Três policiais penais foram indiciados pela Polícia Civil em uma investigação que apura a fuga de um integrante de facção criminosa da Penitenciária Modulada de Charqueadas, na Região Carbonífera.
William Ramos Silveira, conhecido como Will, de 29 anos, deixou a unidade prisional pela porta da frente após apresentar um falso alvará de soltura. O caso ocorreu em 21 de maio de 2026, quando o apenado saiu da prisão sem romper estruturas ou utilizar qualquer método de fuga tradicional.
Segundo a investigação, a saída teria sido simulada como uma liberação regular determinada pela Justiça.
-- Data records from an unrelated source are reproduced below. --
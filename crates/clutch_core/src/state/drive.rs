//! Drive state machine
//!
//! Consumes a resolved play and moves down, distance, field position,
//! possession, score and phase. Clock handling is separate (see `clock`).

use serde::{Deserialize, Serialize};
use std::fmt;
use tracing::debug;

use super::{GameState, Phase, ScoreKind, Side};
use crate::config::{DriveRules, SafetyRule};
use crate::engine::resolution::Resolution;
use crate::engine::special_teams::{FieldGoalResult, KickoffResult, PuntResult, TryChoice, TryResult};

#[derive(Debug, Clone, Copy, PartialEq, Eq, Serialize, Deserialize)]
#[serde(tag = "type", rename_all = "snake_case")]
pub enum PlayOutcome {
    FirstDown,
    NextDown,
    /// Penalty enforced, same down again
    ReplayDown,
    TurnoverOnDowns,
    Turnover,
    Touchdown,
    Safety,
    FieldGoalGood,
    FieldGoalMissed,
    Punted,
    KickedOff,
    TryGood { points: u8 },
    TryFailed,
}

impl fmt::Display for PlayOutcome {
    fn fmt(&self, f: &mut fmt::Formatter<'_>) -> fmt::Result {
        match self {
            PlayOutcome::FirstDown => f.write_str("First down"),
            PlayOutcome::NextDown => f.write_str("Next down"),
            PlayOutcome::ReplayDown => f.write_str("Replay the down"),
            PlayOutcome::TurnoverOnDowns => f.write_str("Turnover on downs"),
            PlayOutcome::Turnover => f.write_str("Turnover"),
            PlayOutcome::Touchdown => f.write_str("Touchdown"),
            PlayOutcome::Safety => f.write_str("Safety"),
            PlayOutcome::FieldGoalGood => f.write_str("Field goal is good"),
            PlayOutcome::FieldGoalMissed => f.write_str("Field goal missed"),
            PlayOutcome::Punted => f.write_str("Punt"),
            PlayOutcome::KickedOff => f.write_str("Kickoff"),
            PlayOutcome::TryGood { points } => write!(f, "Try good ({points})"),
            PlayOutcome::TryFailed => f.write_str("Try failed"),
        }
    }
}

/// Mirror a spot into the other team's perspective.
pub fn mirror(spot: i32) -> u8 {
    (100 - spot.clamp(1, 99)) as u8
}

pub fn first_and_ten(state: &mut GameState, yard_line: u8, rules: &DriveRules) {
    state.down = 1;
    state.distance = rules.first_down_distance;
    state.yard_line = yard_line.clamp(1, 99);
}

/// Give the ball to the other team, 1st & 10 at `yard_line` (theirs).
pub fn flip_possession(state: &mut GameState, yard_line: u8, rules: &DriveRules) {
    state.possession = state.possession.opponent();
    first_and_ten(state, yard_line, rules);
}

fn touchdown(state: &mut GameState, rules: &DriveRules) -> PlayOutcome {
    let scoring = state.possession;
    state.scoreboard.record(scoring, ScoreKind::Touchdown, state.quarter, state.clock);
    state.phase = Phase::PendingTry { scoring };
    first_and_ten(state, rules.post_touchdown_yard_line, rules);
    PlayOutcome::Touchdown
}

fn safety(state: &mut GameState, rules: &DriveRules) -> PlayOutcome {
    let defense = state.possession.opponent();
    state.scoreboard.record(defense, ScoreKind::Safety, state.quarter, state.clock);
    flip_possession(state, rules.safety_restart_yard_line, rules);
    PlayOutcome::Safety
}

/// Apply a scrimmage resolution to the drive.
pub fn apply_scrimmage(state: &mut GameState, res: &Resolution, rules: &DriveRules) -> PlayOutcome {
    let start = state.yard_line as i32;

    if let Some(penalty) = res.penalty {
        let spot = (start + penalty.signed_yards()).clamp(1, 99);
        let gained = spot - start;
        state.yard_line = spot as u8;
        return if penalty.auto_first_down || gained >= state.distance as i32 {
            first_and_ten(state, spot as u8, rules);
            PlayOutcome::FirstDown
        } else {
            state.distance = (state.distance as i32 - gained).clamp(1, 99) as u8;
            PlayOutcome::ReplayDown
        };
    }

    let mut spot = start + res.yards;

    if res.touchdown || (!res.turnover.is_some() && spot >= 100) {
        return touchdown(state, rules);
    }

    if res.turnover.is_some() {
        flip_possession(state, mirror(spot), rules);
        return PlayOutcome::Turnover;
    }

    if spot <= 0 {
        match rules.safety_rule {
            SafetyRule::EndZone => return safety(state, rules),
            SafetyRule::PinAtOne => spot = 1,
        }
    }

    let gained = spot - start;
    if gained >= state.distance as i32 {
        first_and_ten(state, spot as u8, rules);
        return PlayOutcome::FirstDown;
    }

    if state.down >= 4 {
        debug!(spot, "turnover on downs");
        flip_possession(state, mirror(spot), rules);
        return PlayOutcome::TurnoverOnDowns;
    }

    state.yard_line = spot as u8;
    state.down += 1;
    state.distance = (state.distance as i32 - gained).clamp(1, 99) as u8;
    PlayOutcome::NextDown
}

pub fn apply_punt(state: &mut GameState, punt: &PuntResult, rules: &DriveRules) -> PlayOutcome {
    flip_possession(state, punt.receiving_yard_line, rules);
    PlayOutcome::Punted
}

pub fn apply_field_goal(state: &mut GameState, kick: &FieldGoalResult, rules: &DriveRules) -> PlayOutcome {
    match kick.receiving_yard_line {
        None => {
            let kicking = state.possession;
            state.scoreboard.record(kicking, ScoreKind::FieldGoal, state.quarter, state.clock);
            state.phase = Phase::PreKickoff { kicking };
            PlayOutcome::FieldGoalGood
        }
        Some(yard_line) => {
            flip_possession(state, yard_line, rules);
            PlayOutcome::FieldGoalMissed
        }
    }
}

pub fn apply_kickoff(
    state: &mut GameState,
    kicking: Side,
    kick: &KickoffResult,
    rules: &DriveRules,
) -> PlayOutcome {
    state.possession = kicking.opponent();
    first_and_ten(state, kick.receiving_yard_line, rules);
    state.phase = Phase::LiveDown;
    PlayOutcome::KickedOff
}

pub fn apply_try(state: &mut GameState, scoring: Side, attempt: &TryResult) -> PlayOutcome {
    state.phase = Phase::PreKickoff { kicking: scoring };
    if !attempt.good {
        return PlayOutcome::TryFailed;
    }
    let kind = match attempt.choice {
        TryChoice::Kick => ScoreKind::ExtraPoint,
        TryChoice::TwoPoint => ScoreKind::TwoPoint,
    };
    state.scoreboard.record(scoring, kind, state.quarter, state.clock);
    PlayOutcome::TryGood { points: attempt.points }
}

#[cfg(test)]
mod tests {
    use super::*;
    use crate::cards::{PenaltySide, PlayType};
    use crate::engine::resolution::{PenaltyDetail, PenaltyKind, PlayKind, Turnover};

    fn state_at(yard_line: u8, down: u8, distance: u8) -> GameState {
        let mut s = GameState::new("H", "A", 900, 10, yard_line);
        s.down = down;
        s.distance = distance;
        s
    }

    fn gain(yards: i32) -> Resolution {
        let mut res = Resolution::new(PlayKind::Scrimmage(PlayType::InsideRun), "run");
        res.yards = yards;
        res
    }

    fn flag(yards: u8, on: PenaltySide, auto_first_down: bool) -> Resolution {
        let mut res = Resolution::new(PlayKind::Scrimmage(PlayType::ShortPass), "flag");
        res.penalty = Some(PenaltyDetail {
            kind: PenaltyKind::DefensiveHolding,
            yards,
            on,
            auto_first_down,
            replay_down: !auto_first_down,
            spot_foul: false,
        });
        res
    }

    #[test]
    fn test_first_down_resets_chains() {
        let mut s = state_at(25, 1, 10);
        let out = apply_scrimmage(&mut s, &gain(12), &DriveRules::default());
        assert_eq!(out, PlayOutcome::FirstDown);
        assert_eq!((s.down, s.distance, s.yard_line), (1, 10, 37));
    }

    #[test]
    fn test_short_gain_advances_down() {
        let mut s = state_at(25, 2, 7);
        let out = apply_scrimmage(&mut s, &gain(3), &DriveRules::default());
        assert_eq!(out, PlayOutcome::NextDown);
        assert_eq!((s.down, s.distance, s.yard_line), (3, 4, 28));
    }

    #[test]
    fn test_loss_grows_distance() {
        let mut s = state_at(40, 1, 10);
        apply_scrimmage(&mut s, &gain(-6), &DriveRules::default());
        assert_eq!((s.down, s.distance, s.yard_line), (2, 16, 34));
    }

    #[test]
    fn test_turnover_on_downs_keeps_ball_in_place() {
        let mut s = state_at(40, 4, 3);
        let before = s.field_position();
        let out = apply_scrimmage(&mut s, &gain(2), &DriveRules::default());
        assert_eq!(out, PlayOutcome::TurnoverOnDowns);
        assert_eq!(s.possession, Side::Away);
        assert_eq!((s.down, s.distance), (1, 10));
        assert_eq!(s.yard_line, 58);
        assert_eq!(s.field_position(), before + 2);
    }

    #[test]
    fn test_turnover_flips_at_spot() {
        let mut s = state_at(30, 2, 5);
        let mut res = gain(0);
        res.turnover = Turnover::Interception;
        assert_eq!(apply_scrimmage(&mut s, &res, &DriveRules::default()), PlayOutcome::Turnover);
        assert_eq!(s.possession, Side::Away);
        assert_eq!(s.yard_line, 70);
    }

    #[test]
    fn test_touchdown_pending_try() {
        let mut s = state_at(90, 3, 10);
        let out = apply_scrimmage(&mut s, &gain(15), &DriveRules::default());
        assert_eq!(out, PlayOutcome::Touchdown);
        assert_eq!(s.scoreboard.home, 6);
        assert_eq!(s.phase, Phase::PendingTry { scoring: Side::Home });
        assert_eq!(s.yard_line, 25);
        assert_eq!(s.possession, Side::Home);
    }

    #[test]
    fn test_safety_in_end_zone() {
        let mut s = state_at(3, 2, 10);
        let out = apply_scrimmage(&mut s, &gain(-5), &DriveRules::default());
        assert_eq!(out, PlayOutcome::Safety);
        assert_eq!(s.scoreboard.away, 2);
        assert_eq!(s.possession, Side::Away);
        assert_eq!((s.down, s.distance, s.yard_line), (1, 10, 35));
        assert_eq!(s.phase, Phase::LiveDown);
    }

    #[test]
    fn test_pin_at_one() {
        let rules = DriveRules { safety_rule: SafetyRule::PinAtOne, ..DriveRules::default() };
        let mut s = state_at(5, 1, 10);
        let out = apply_scrimmage(&mut s, &gain(-8), &rules);
        assert_eq!(out, PlayOutcome::NextDown);
        assert_eq!((s.down, s.distance, s.yard_line), (2, 14, 1));
        assert_eq!(s.scoreboard.away, 0);
    }

    #[test]
    fn test_penalty_replays_or_moves_chains() {
        let rules = DriveRules::default();

        let mut s = state_at(50, 3, 8);
        assert_eq!(apply_scrimmage(&mut s, &flag(5, PenaltySide::Defense, false), &rules), PlayOutcome::ReplayDown);
        assert_eq!((s.down, s.distance, s.yard_line), (3, 3, 55));

        assert_eq!(apply_scrimmage(&mut s, &flag(5, PenaltySide::Defense, false), &rules), PlayOutcome::FirstDown);
        assert_eq!((s.down, s.distance, s.yard_line), (1, 10, 60));

        let mut s = state_at(50, 2, 4);
        assert_eq!(apply_scrimmage(&mut s, &flag(10, PenaltySide::Offense, false), &rules), PlayOutcome::ReplayDown);
        assert_eq!((s.down, s.distance, s.yard_line), (2, 14, 40));

        let mut s = state_at(50, 3, 12);
        assert_eq!(apply_scrimmage(&mut s, &flag(5, PenaltySide::Defense, true), &rules), PlayOutcome::FirstDown);
        assert_eq!((s.down, s.distance, s.yard_line), (1, 10, 55));
    }

    #[test]
    fn test_try_and_field_goal_phases() {
        let rules = DriveRules::default();
        let mut s = state_at(70, 4, 5);
        let good = FieldGoalResult { distance: 47, probability: 0.85, draw: 0.2, good: true, receiving_yard_line: None };
        assert_eq!(apply_field_goal(&mut s, &good, &rules), PlayOutcome::FieldGoalGood);
        assert_eq!(s.scoreboard.home, 3);
        assert_eq!(s.phase, Phase::PreKickoff { kicking: Side::Home });

        let kick = KickoffResult { distance: 70, touchback: true, return_yards: 0, receiving_yard_line: 25 };
        assert_eq!(apply_kickoff(&mut s, Side::Home, &kick, &rules), PlayOutcome::KickedOff);
        assert_eq!(s.possession, Side::Away);
        assert_eq!(s.yard_line, 25);
        assert_eq!(s.phase, Phase::LiveDown);

        s.phase = Phase::PendingTry { scoring: Side::Away };
        let attempt = TryResult { choice: TryChoice::TwoPoint, probability: 0.48, good: true, points: 2 };
        assert_eq!(apply_try(&mut s, Side::Away, &attempt), PlayOutcome::TryGood { points: 2 });
        assert_eq!(s.scoreboard.away, 2);
        assert_eq!(s.phase, Phase::PreKickoff { kicking: Side::Away });
    }
}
O policial penal Rudcrei da Costa Machado foi indiciado pelos crimes de promoção de fuga de pessoa presa, inserção de dados falsos em sistema de administração pública, falsificação de documento público e falsidade ideológica. Ele está preso desde o fim de junho e nega envolvimento, alegando que houve falhas de outros setores da unidade.
Além dele, outros dois servidores foram indiciados por prevaricação, crime caracterizado quando um funcionário público deixa de cumprir uma obrigação para atender interesse ou sentimento pessoal.
Segundo a Polícia Civil, eles teriam identificado inconsistências nos registros relacionados à saída de Will, mas não comunicaram a situação aos superiores.
Entre os indiciados está uma policial penal que mantinha relacionamento com Rudcrei e outro servidor apontado como supervisor do módulo onde o preso estava recolhido.
A investigação aponta que Rudcrei, que atuava no setor responsável pelo recebimento e processamento de alvarás de soltura, teria criado uma falsa documentação para liberar o preso.
Conforme a apuração, o procedimento envolvia a entrega de duas vias do documento, sendo que uma delas seria apresentada no pórtico de saída da penitenciária.
A fuga teria ocorrido durante a troca de visitas na penitenciária, período escolhido, segundo os investigadores, por apresentar maior circulação de pessoas no local.
A investigação começou após a Brigada Militar informar à Polícia Civil que Will teria sido visto novamente na Vila da Paz, em Cachoeirinha. O alerta chamou atenção porque o sistema prisional indicava que ele ainda estava preso e que teria saído para atendimento médico.
A análise das imagens de segurança revelou que o detento deixou a unidade pela entrada principal, acompanhado de outro preso. A partir disso, as autoridades passaram a investigar a possibilidade de participação interna na liberação.
O preso possui condenação de 34 anos e antecedentes por crimes como homicídio, tráfico de drogas e organização criminosa. A Polícia Civil investiga se homicídios registrados em Cachoeirinha após a fuga têm relação com o grupo criminoso ao qual ele pertence.
Em depoimento, Rudcrei da Costa Machado negou participação na fuga e afirmou que a saída do preso ocorreu por falhas de outros setores da unidade prisional.
A investigação sobre possíveis outros envolvidos e a motivação do crime segue em andamento.